Initial investigations for a patient presenting with chronic pelvic pain should aim to exclude serious underlying conditions such as ectopic pregnancy, ovarian cancer, colorectal cancer, and other significant pathologies.
1. Pregnancy test: Always offer a pregnancy test to women of reproductive age presenting with pelvic pain to exclude ectopic pregnancy, even if symptoms are non-specific, as ectopic pregnancy can present atypically and without risk factors NICE NG126.
2. Physical examination: Conduct an abdominal and pelvic examination to identify any masses or organ enlargement. If an abdominal or pelvic mass is found (not obviously uterine fibroids), refer urgently via a suspected cancer pathway to exclude ovarian or colorectal cancer NICE NG12.
3. Blood tests: Measure serum CA125 in women, especially if aged 50 or over, presenting with persistent or frequent pelvic pain to help exclude ovarian cancer NICE NG12. Consider a full blood count urgently if hepatosplenomegaly is suspected to exclude haematological malignancies NICE NG12.
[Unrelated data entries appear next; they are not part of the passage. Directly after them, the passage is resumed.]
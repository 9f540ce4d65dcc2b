//! The authenticated operator.

use serde::{Deserialize, Serialize};

use waybill_core::{Role, UserId};

/// Identity and attributes of the authenticated operator.
///
/// Exactly one principal is active per session. This is the shape the
/// gateway returns from login and the "who am I" probe; the richer
/// [`waybill_core::UserRecord`] belongs to the user directory, not here.
#[derive(Debug, Clone, PartialEq, Eq, Serialize, Deserialize)]
pub struct Principal {
    pub id: UserId,
    pub username: String,
    pub role: Role,
    #[serde(default)]
    pub department: String,
    #[serde(default)]
    pub full_name: String,
    #[serde(default)]
    pub email: String,
}
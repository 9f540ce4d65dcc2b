//! The navigation surface as data.
//!
//! Each navigable target carries its policy explicitly; the guard in
//! [`crate::guard`] evaluates them without knowing anything about the
//! rendering layer. Segments starting with `:` are dynamic.

use waybill_core::Role;

use crate::guard::RoutePolicy;

/// Where an authenticated session lands by default.
pub const DEFAULT_AUTHENTICATED_PATH: &str = "/dashboard/orders";

/// Where an unauthenticated session is sent for a protected target.
pub const LOGIN_PATH: &str = "/login";

/// A navigable target and its declared access policy.
#[derive(Debug, Clone, Copy, PartialEq, Eq)]
pub struct Route {
    pub path: &'static str,
    pub name: &'static str,
    pub policy: RoutePolicy,
    /// Authenticated sessions are bounced away (the login page).
    pub guest_only: bool,
}

const ROUTES: &[Route] = &[
    Route {
        path: "/track",
        name: "track",
        policy: RoutePolicy::Public,
        guest_only: false,
    },
    Route {
        path: "/login",
        name: "login",
        policy: RoutePolicy::Public,
        guest_only: true,
    },
    Route {
        path: "/dashboard",
        name: "dashboard",
        policy: RoutePolicy::RequiresAuth,
        guest_only: false,
    },
    Route {
        path: "/dashboard/orders",
        name: "orders",
        policy: RoutePolicy::RequiresAuth,
        guest_only: false,
    },
    Route {
        path: "/dashboard/orders/create",
        name: "orders-create",
        policy: RoutePolicy::RequiresRole(&[Role::Sales]),
        guest_only: false,
    },
    Route {
        path: "/dashboard/orders/:id",
        name: "orders-detail",
        policy: RoutePolicy::RequiresAuth,
        guest_only: false,
    },
    Route {
        path: "/dashboard/recycle-bin",
        name: "recycle-bin",
        policy: RoutePolicy::RequiresRole(&[Role::Admin, Role::Sales]),
        guest_only: false,
    },
    Route {
        path: "/dashboard/users",
        name: "users",
        policy: RoutePolicy::RequiresRole(&[Role::Admin]),
        guest_only: false,
    },
    Route {
        path: "/dashboard/users/create",
        name: "users-create",
        policy: RoutePolicy::RequiresRole(&[Role::Admin]),
        guest_only: false,
    },
    Route {
        path: "/dashboard/users/:id/edit",
        name: "users-edit",
        policy: RoutePolicy::RequiresRole(&[Role::Admin]),
        guest_only: false,
    },
];

/// The full navigation surface, in match order.
///
/// Literal routes are declared before the dynamic routes that would shadow
/// them (`orders/create` before `orders/:id`), and [`find_route`] returns
/// the first match.
pub fn routes() -> &'static [Route] {
    ROUTES
}

/// Look a concrete path up in the navigation surface.
pub fn find_route(path: &str) -> Option<&'static Route> {
    ROUTES.iter().find(|route| matches_path(route.path, path))
}

fn matches_path(pattern: &str, path: &str) -> bool {
    let mut pattern_segs = pattern.split('/').filter(|s| !s.is_empty());
    let mut path_segs = path.split('/').filter(|s| !s.is_empty());

    loop {
        match (pattern_segs.next(), path_segs.next()) {
            (None, None) => return true,
            (Some(p), Some(s)) if p.starts_with(':') || p == s => continue,
            _ => return false,
        }
    }
}
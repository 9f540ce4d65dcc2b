//! Gateway endpoint configuration.

/// Where the remote API gateway lives.
#[derive(Debug, Clone, PartialEq, Eq)]
pub struct GatewayConfig {
    /// Base URL including the API prefix, e.g. `http://localhost:8080/api`.
    pub base_url: String,
}

impl GatewayConfig {
    pub fn new(base_url: impl Into<String>) -> Self {
        Self {
            base_url: base_url.into(),
        }
    }

    /// Read the gateway location from `WAYBILL_API_URL`, falling back to the
    /// local development gateway.
    pub fn from_env() -> Self {
        let base_url = std::env::var("WAYBILL_API_URL").unwrap_or_else(|_| {
            tracing::warn!("WAYBILL_API_URL not set; using local dev gateway");
            "http://localhost:8080/api".to_string()
        });
        Self { base_url }
    }
}
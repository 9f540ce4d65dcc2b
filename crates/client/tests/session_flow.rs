//! Session store behavior against a mock gateway.

mod support;

use std::sync::Arc;

use serde_json::json;
use wiremock::matchers::{any, body_json, header, method, path};
use wiremock::{Mock, MockServer, ResponseTemplate};

use waybill_client::{MemoryVault, SessionStore, SessionVault};
use waybill_core::Role;

use support::{gateway_for, principal_json};

#[tokio::test]
async fn login_installs_session_and_persists_it() {
    let server = MockServer::start().await;
    Mock::given(method("POST"))
        .and(path("/auth/login"))
        .and(body_json(json!({"username": "mlopez", "password": "pw"})))
        .respond_with(ResponseTemplate::new(200).set_body_json(json!({
            "token": "tok-1",
            "user": principal_json(3, "mlopez", "Sales"),
        })))
        .mount(&server)
        .await;

    let gateway = gateway_for(&server);
    let vault = Arc::new(MemoryVault::new());
    let mut store = SessionStore::new(gateway.clone(), vault.clone());

    assert!(store.login("mlopez", "pw").await);
    assert!(store.is_authenticated());
    assert_eq!(store.role(), Some(Role::Sales));
    assert!(store.last_error().is_none());
    assert!(gateway.has_token());

    let persisted = vault.load().expect("session persisted");
    assert_eq!(persisted.token, "tok-1");
    assert_eq!(persisted.principal.username, "mlopez");
}

#[tokio::test]
async fn failed_login_records_message_and_keeps_prior_session() {
    let server = MockServer::start().await;
    Mock::given(method("POST"))
        .and(path("/auth/login"))
        .and(body_json(json!({"username": "mlopez", "password": "pw"})))
        .respond_with(ResponseTemplate::new(200).set_body_json(json!({
            "token": "tok-1",
            "user": principal_json(3, "mlopez", "Sales"),
        })))
        .mount(&server)
        .await;
    Mock::given(method("POST"))
        .and(path("/auth/login"))
        .and(body_json(json!({"username": "intruder", "password": "nope"})))
        .respond_with(
            ResponseTemplate::new(401).set_body_json(json!({"message": "invalid credentials"})),
        )
        .mount(&server)
        .await;

    let vault = Arc::new(MemoryVault::new());
    let mut store = SessionStore::new(gateway_for(&server), vault.clone());

    assert!(store.login("mlopez", "pw").await);
    assert!(!store.login("intruder", "nope").await);

    // The earlier session survives the failed attempt, durably too.
    assert_eq!(store.last_error(), Some("invalid credentials"));
    assert_eq!(store.principal().unwrap().username, "mlopez");
    assert_eq!(vault.load().unwrap().token, "tok-1");
}

#[tokio::test]
async fn restore_round_trips_without_any_network_call() {
    let server = MockServer::start().await;
    Mock::given(method("POST"))
        .and(path("/auth/login"))
        .respond_with(ResponseTemplate::new(200).set_body_json(json!({
            "token": "tok-1",
            "user": principal_json(3, "mlopez", "Sales"),
        })))
        .mount(&server)
        .await;

    let vault = Arc::new(MemoryVault::new());
    {
        let mut store = SessionStore::new(gateway_for(&server), vault.clone());
        assert!(store.login("mlopez", "pw").await);
    }

    // A fresh process: new gateway, nothing mounted, zero requests allowed.
    let silent = MockServer::start().await;
    Mock::given(any())
        .respond_with(ResponseTemplate::new(500))
        .expect(0)
        .mount(&silent)
        .await;

    let gateway = gateway_for(&silent);
    let mut restored = SessionStore::new(gateway.clone(), vault);
    restored.restore();

    assert!(restored.is_authenticated());
    assert_eq!(restored.session().unwrap().token, "tok-1");
    assert_eq!(restored.principal().unwrap().username, "mlopez");
    assert!(gateway.has_token());
}

#[tokio::test]
async fn restore_with_empty_vault_is_a_quiet_no_op() {
    let server = MockServer::start().await;
    let mut store = SessionStore::new(gateway_for(&server), Arc::new(MemoryVault::new()));
    store.restore();
    assert!(!store.is_authenticated());
    assert!(store.last_error().is_none());
}

#[tokio::test]
async fn refresh_picks_up_server_side_role_change() {
    let server = MockServer::start().await;
    Mock::given(method("POST"))
        .and(path("/auth/login"))
        .respond_with(ResponseTemplate::new(200).set_body_json(json!({
            "token": "tok-1",
            "user": principal_json(3, "mlopez", "Sales"),
        })))
        .mount(&server)
        .await;
    Mock::given(method("GET"))
        .and(path("/auth/me"))
        .and(header("authorization", "Bearer tok-1"))
        .respond_with(ResponseTemplate::new(200).set_body_json(principal_json(3, "mlopez", "Admin")))
        .mount(&server)
        .await;

    let vault = Arc::new(MemoryVault::new());
    let mut store = SessionStore::new(gateway_for(&server), vault.clone());
    assert!(store.login("mlopez", "pw").await);

    store.refresh_principal().await;
    assert_eq!(store.role(), Some(Role::Admin));
    assert_eq!(vault.load().unwrap().principal.role, Role::Admin);
}

#[tokio::test]
async fn failed_refresh_tears_the_session_down() {
    let server = MockServer::start().await;
    Mock::given(method("POST"))
        .and(path("/auth/login"))
        .respond_with(ResponseTemplate::new(200).set_body_json(json!({
            "token": "tok-1",
            "user": principal_json(3, "mlopez", "Sales"),
        })))
        .mount(&server)
        .await;
    Mock::given(method("GET"))
        .and(path("/auth/me"))
        .respond_with(
            ResponseTemplate::new(401).set_body_json(json!({"message": "invalid or expired token"})),
        )
        .mount(&server)
        .await;

    let gateway = gateway_for(&server);
    let vault = Arc::new(MemoryVault::new());
    let mut store = SessionStore::new(gateway.clone(), vault.clone());
    assert!(store.login("mlopez", "pw").await);

    store.refresh_principal().await;

    // Same effect as an explicit logout: session, vault, and token all gone.
    assert!(!store.is_authenticated());
    assert!(vault.load().is_none());
    assert!(!gateway.has_token());
}

#[tokio::test]
async fn logout_clears_session_vault_and_token() {
    let server = MockServer::start().await;
    Mock::given(method("POST"))
        .and(path("/auth/login"))
        .respond_with(ResponseTemplate::new(200).set_body_json(json!({
            "token": "tok-1",
            "user": principal_json(3, "mlopez", "Sales"),
        })))
        .mount(&server)
        .await;

    let gateway = gateway_for(&server);
    let vault = Arc::new(MemoryVault::new());
    let mut store = SessionStore::new(gateway.clone(), vault.clone());
    assert!(store.login("mlopez", "pw").await);

    store.logout();
    assert!(!store.is_authenticated());
    assert!(vault.load().is_none());
    assert!(!gateway.has_token());
}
4. Faecal immunochemical testing (FIT): Offer quantitative FIT in patients with unexplained abdominal or pelvic pain, particularly if aged 40 and over, or with rectal bleeding, to exclude colorectal cancer NICE NG12.
5. Imaging: If an upper abdominal mass or organ enlargement is suspected, consider urgent direct access ultrasound within 2 weeks to assess for gall bladder or liver pathology NICE NG12. For pelvic pain with suspected endometriosis, specialist imaging may be required but initial assessment is clinical NICE NG73.